BOOK REVIEW
By Shree Venkatram
NEW DELHI: Humra Quraishi is brutally honest, with others and herself. And it comes out in her writings. Her words do not paint soft pictures of the water colour type. Instead, they are like bold forceful line drawings of the charcoal variety.
The images Quraishi creates seem surreal. For, when she writes her stories, the real takes wings and gets into fantasies of the dark variety. Sad stories that shake you. No wonder, she calls her new collection of stories “More Bad Time Tales” (Har-Anand Publications). Her previous collection of stories was called ‘Bad Time Tales’ and came out in 2007.
Quraishi, a freelance journalist, says her stories in the new collection reflect the times we live in, which are not happy. Broken relationships, violence, the killings, the hatred, mental problems, the unrest and the unease which stalks our world today.
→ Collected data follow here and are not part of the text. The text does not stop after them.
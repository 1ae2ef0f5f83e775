use serde::de::DeserializeOwned;
use thiserror::Error;
use uuid::Uuid;

use super::*;

pub const INFO_ROUTE: &str = "/api/v0/info";
pub const SESSIONS_ROUTE: &str = "/api/v0/sessions";

pub fn session_route(slug: Uuid) -> String {
    format!("{SESSIONS_ROUTE}/{slug}")
}

pub fn messages_route(slug: Uuid) -> String {
    format!("{SESSIONS_ROUTE}/{slug}/messages")
}

pub fn reset_route(slug: Uuid) -> String {
    format!("{SESSIONS_ROUTE}/{slug}/reset")
}

#[derive(Debug, Clone, Copy, PartialEq, Eq)]
pub enum Method {
    Get,
    Post,
    Delete,
}

/// Moves JSON between a client and the chat server.
///
/// The outer `Result` is the transport outcome, the inner one tells a
/// success body apart from an error body. A success without a body is
/// `Value::Null`.
#[allow(async_fn_in_trait)]
pub trait ClientTransport {
    type Error: std::error::Error + 'static;

    async fn send_request(
        &self,
        method: Method,
        route: &str,
        body: Option<serde_json::Value>,
    ) -> Result<Result<serde_json::Value, serde_json::Value>, Self::Error>;
}

#[derive(Error, Debug)]
pub enum ClientError<TransportError>
where
    TransportError: std::fmt::Debug + std::error::Error,
{
    #[error(transparent)]
    Transport(TransportError),
    #[error(transparent)]
    Deserialization(serde_json::Error),
    #[error(transparent)]
    Serialization(serde_json::Error),
    #[error("server error: {}", .0.error)]
    Api(ApiErrorBody),
}

/// Typed calls for every chat server endpoint, over any transport.
pub struct ChatClient<T> {
    transport: T,
}

impl<T> ChatClient<T>
where
    T: ClientTransport,
{
    pub fn new(transport: T) -> Self {
        Self { transport }
    }

    pub async fn info(&self) -> Result<InfoResponse, ClientError<T::Error>> {
        self.call(Method::Get, INFO_ROUTE, None).await
    }

    pub async fn create_session(&self) -> Result<SessionResponse, ClientError<T::Error>> {
        self.call(Method::Post, SESSIONS_ROUTE, None).await
    }

    pub async fn get_session(&self, slug: Uuid) -> Result<SessionResponse, ClientError<T::Error>> {
        self.call(Method::Get, &session_route(slug), None).await
    }

    pub async fn send_message(
        &self,
        slug: Uuid,
        message: String,
    ) -> Result<ExchangeResponse, ClientError<T::Error>> {
        let body = serde_json::to_value(ChatRequest { message })
            .map_err(ClientError::Serialization)?;
        self.call(Method::Post, &messages_route(slug), Some(body))
            .await
    }

    pub async fn reset(&self, slug: Uuid) -> Result<SessionResponse, ClientError<T::Error>> {
        self.call(Method::Post, &reset_route(slug), None).await
    }

    pub async fn delete_session(&self, slug: Uuid) -> Result<(), ClientError<T::Error>> {
        self.call(Method::Delete, &session_route(slug), None).await
    }

    async fn call<R: DeserializeOwned>(
        &self,
        method: Method,
        route: &str,
        body: Option<serde_json::Value>,
    ) -> Result<R, ClientError<T::Error>> {
        let resp = self
            .transport
            .send_request(method, route, body)
            .await
            .map_err(ClientError::Transport)?;

        match resp {
            Ok(resp) => serde_json::from_value(resp).map_err(ClientError::Deserialization),
            Err(resp) => {
                let resp = serde_json::from_value(resp).map_err(ClientError::Deserialization)?;
                Err(ClientError::Api(resp))
            }
        }
    }
}

#[cfg(test)]
mod tests {
    use std::cell::RefCell;

    use futures::executor::block_on;

    use super::*;

    #[derive(Error, Debug)]
    #[error("offline")]
    struct Offline;

    /// Replays one canned response and records what was sent.
    struct Canned {
        response: Result<serde_json::Value, serde_json::Value>,
        seen: RefCell<Vec<(Method, String, Option<serde_json::Value>)>>,
    }

    impl ClientTransport for Canned {
        type Error = Offline;

        async fn send_request(
            &self,
            method: Method,
            route: &str,
            body: Option<serde_json::Value>,
        ) -> Result<Result<serde_json::Value, serde_json::Value>, Self::Error> {
            self.seen
                .borrow_mut()
                .push((method, route.to_owned(), body));
            Ok(self.response.clone())
        }
    }

    #[test]
    fn send_message_posts_to_the_session_route() {
        let slug = Uuid::new_v4();
        let client = ChatClient::new(Canned {
            response: Ok(serde_json::json!({
                "slug": slug,
                "turns": [
                    {"role": "user", "content": "Hello"},
                    {"role": "assistant", "content": "Hi!"}
                ],
                "sources": []
            })),
            seen: RefCell::default(),
        });

        let resp = block_on(client.send_message(slug, "Hello".to_owned())).unwrap();
        assert_eq!(resp.turns, vec![Turn::user("Hello"), Turn::assistant("Hi!")]);

        let seen = client.transport.seen.borrow();
        assert_eq!(seen[0].0, Method::Post);
        assert_eq!(seen[0].1, format!("/api/v0/sessions/{slug}/messages"));
        assert_eq!(seen[0].2, Some(serde_json::json!({"message": "Hello"})));
    }

    #[test]
    fn delete_session_sends_delete_to_the_session_route() {
        let slug = Uuid::new_v4();
        let client = ChatClient::new(Canned {
            response: Ok(serde_json::Value::Null),
            seen: RefCell::default(),
        });

        block_on(client.delete_session(slug)).unwrap();

        let seen = client.transport.seen.borrow();
        assert_eq!(seen[0].0, Method::Delete);
        assert_eq!(seen[0].1, format!("/api/v0/sessions/{slug}"));
        assert_eq!(seen[0].2, None);
    }

    #[test]
    fn deleting_an_unknown_session_is_an_api_error() {
        let client = ChatClient::new(Canned {
            response: Err(serde_json::json!({"error": "session gone"})),
            seen: RefCell::default(),
        });

        let err = block_on(client.delete_session(Uuid::new_v4())).unwrap_err();
        assert!(matches!(err, ClientError::Api(body) if body.error == "session gone"));
    }

    #[test]
    fn error_bodies_become_api_errors() {
        let client = ChatClient::new(Canned {
            response: Err(serde_json::json!({"error": "session not found"})),
            seen: RefCell::default(),
        });

        let err = block_on(client.get_session(Uuid::new_v4())).unwrap_err();
        match err {
            ClientError::Api(body) => assert_eq!(body.error, "session not found"),
            other => panic!("unexpected error: {other:?}"),
        }
    }
}
use async_trait::async_trait;
use miette::{miette, Result};
use serde::{Deserialize, Serialize};

use super::Client;
use crate::corpus::Embedder;

#[derive(Debug, Clone, Serialize)]
pub(crate) struct EmbeddingsRequest<'a> {
    input: &'a [String],
    model: &'a str,
}

#[derive(Deserialize, Debug, Clone)]
pub(crate) struct EmbeddingData {
    embedding: Vec<f32>,
    index: usize,
}

#[derive(Deserialize, Debug, Clone)]
pub(crate) struct EmbeddingResponse {
    data: Vec<EmbeddingData>,
}

impl EmbeddingResponse {
    /// Vectors in input order, whatever order the API listed them in.
    fn into_vectors(mut self, expected: usize) -> Result<Vec<Vec<f32>>> {
        if self.data.len() != expected {
            return Err(miette!(
                "embeddings response had {} vectors for {expected} inputs",
                self.data.len()
            ));
        }

        self.data.sort_by_key(|d| d.index);
        Ok(self.data.into_iter().map(|d| d.embedding).collect())
    }
}

impl Client {
    pub(crate) async fn embeddings(&self, input: &[String]) -> Result<EmbeddingResponse> {
        let request = EmbeddingsRequest {
            input,
            model: self.model(),
        };

        self.post("embeddings", &request).await
    }
}

#[async_trait]
impl Embedder for Client {
    async fn embed(&self, inputs: Vec<String>) -> Result<Vec<Vec<f32>>> {
        let expected = inputs.len();
        self.embeddings(&inputs).await?.into_vectors(expected)
    }
}
use std::{
    collections::HashMap,
    sync::{Arc, Mutex, MutexGuard, PoisonError},
    time::{Duration, Instant},
};

use chatbot::ChatSession;
use uuid::Uuid;

/// A session locked for the whole of one exchange, so its turns stay paired.
pub type SharedSession = Arc<tokio::sync::Mutex<ChatSession>>;

struct Entry {
    session: SharedSession,
    last_used: Instant,
}

/// Live sessions by slug. Sessions exist from `create` until `remove`, or
/// until they sit unused past the idle limit.
#[derive(Clone, Default)]
pub struct SessionStore(Arc<Mutex<HashMap<Uuid, Entry>>>);

impl SessionStore {
    fn sessions(&self) -> MutexGuard<'_, HashMap<Uuid, Entry>> {
        self.0.lock().unwrap_or_else(PoisonError::into_inner)
    }

    pub fn create(&self) -> Uuid {
        let session = ChatSession::new();
        let slug = session.slug();
        self.sessions().insert(
            slug,
            Entry {
                session: Arc::new(tokio::sync::Mutex::new(session)),
                last_used: Instant::now(),
            },
        );
        slug
    }

    /// Looks up a session and marks it as used.
    pub fn get(&self, slug: Uuid) -> Option<SharedSession> {
        let mut sessions = self.sessions();
        let entry = sessions.get_mut(&slug)?;
        entry.last_used = Instant::now();
        Some(entry.session.clone())
    }

    pub fn remove(&self, slug: Uuid) -> bool {
        self.sessions().remove(&slug).is_some()
    }

    /// Drops sessions unused for longer than `max_idle`; returns how many.
    pub fn expire_idle(&self, max_idle: Duration) -> usize {
        match Instant::now().checked_sub(max_idle) {
            Some(cutoff) => self.expire_before(cutoff),
            None => 0,
        }
    }

    fn expire_before(&self, cutoff: Instant) -> usize {
        let mut sessions = self.sessions();
        let before = sessions.len();
        sessions.retain(|_, entry| entry.last_used > cutoff);
        before - sessions.len()
    }

    pub fn len(&self) -> usize {
        self.sessions().len()
    }

    pub fn is_empty(&self) -> bool {
        self.sessions().is_empty()
    }
}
She writes of Kashmir, a state she covered as a reporter; of dementia, a disease she saw at close quarters as her father suffered and the way it affected those around him; of encounters and relationships. She is adept at drawing the landscape of Uttar Pradesh with its huge mango trees, a place where she grew up, and Delhi, the bureaucratic city she lived in.
If you are looking for good crafted English, Quraishi’s writings are not for you. The words are strung randomly at times, and then with a force that jerk and shake you to the bones.
Her stories must be read to know a brutally honest woman’s writing, the images she builds in her head and has no qualms about sharing. Unlike some writers, these images are not polite, neither do they camouflage, for Quraishi cannot do that. For she bares her soul, her fears, her longings, all for the world to see. You can only admire her for that. And hope that this bad time tale will somewhere take a turn for the better. Well it doesn’t and you move on to the next, the next, and reach the end.
The endings often enough keep you just guessing, wondering. At times, there is a definite signing off like In that Chai Cafe, the last of the stories.
“Images harrowing, almost throttling,” to use her phrase from her story “Those placid waters”….is Quraishi for you.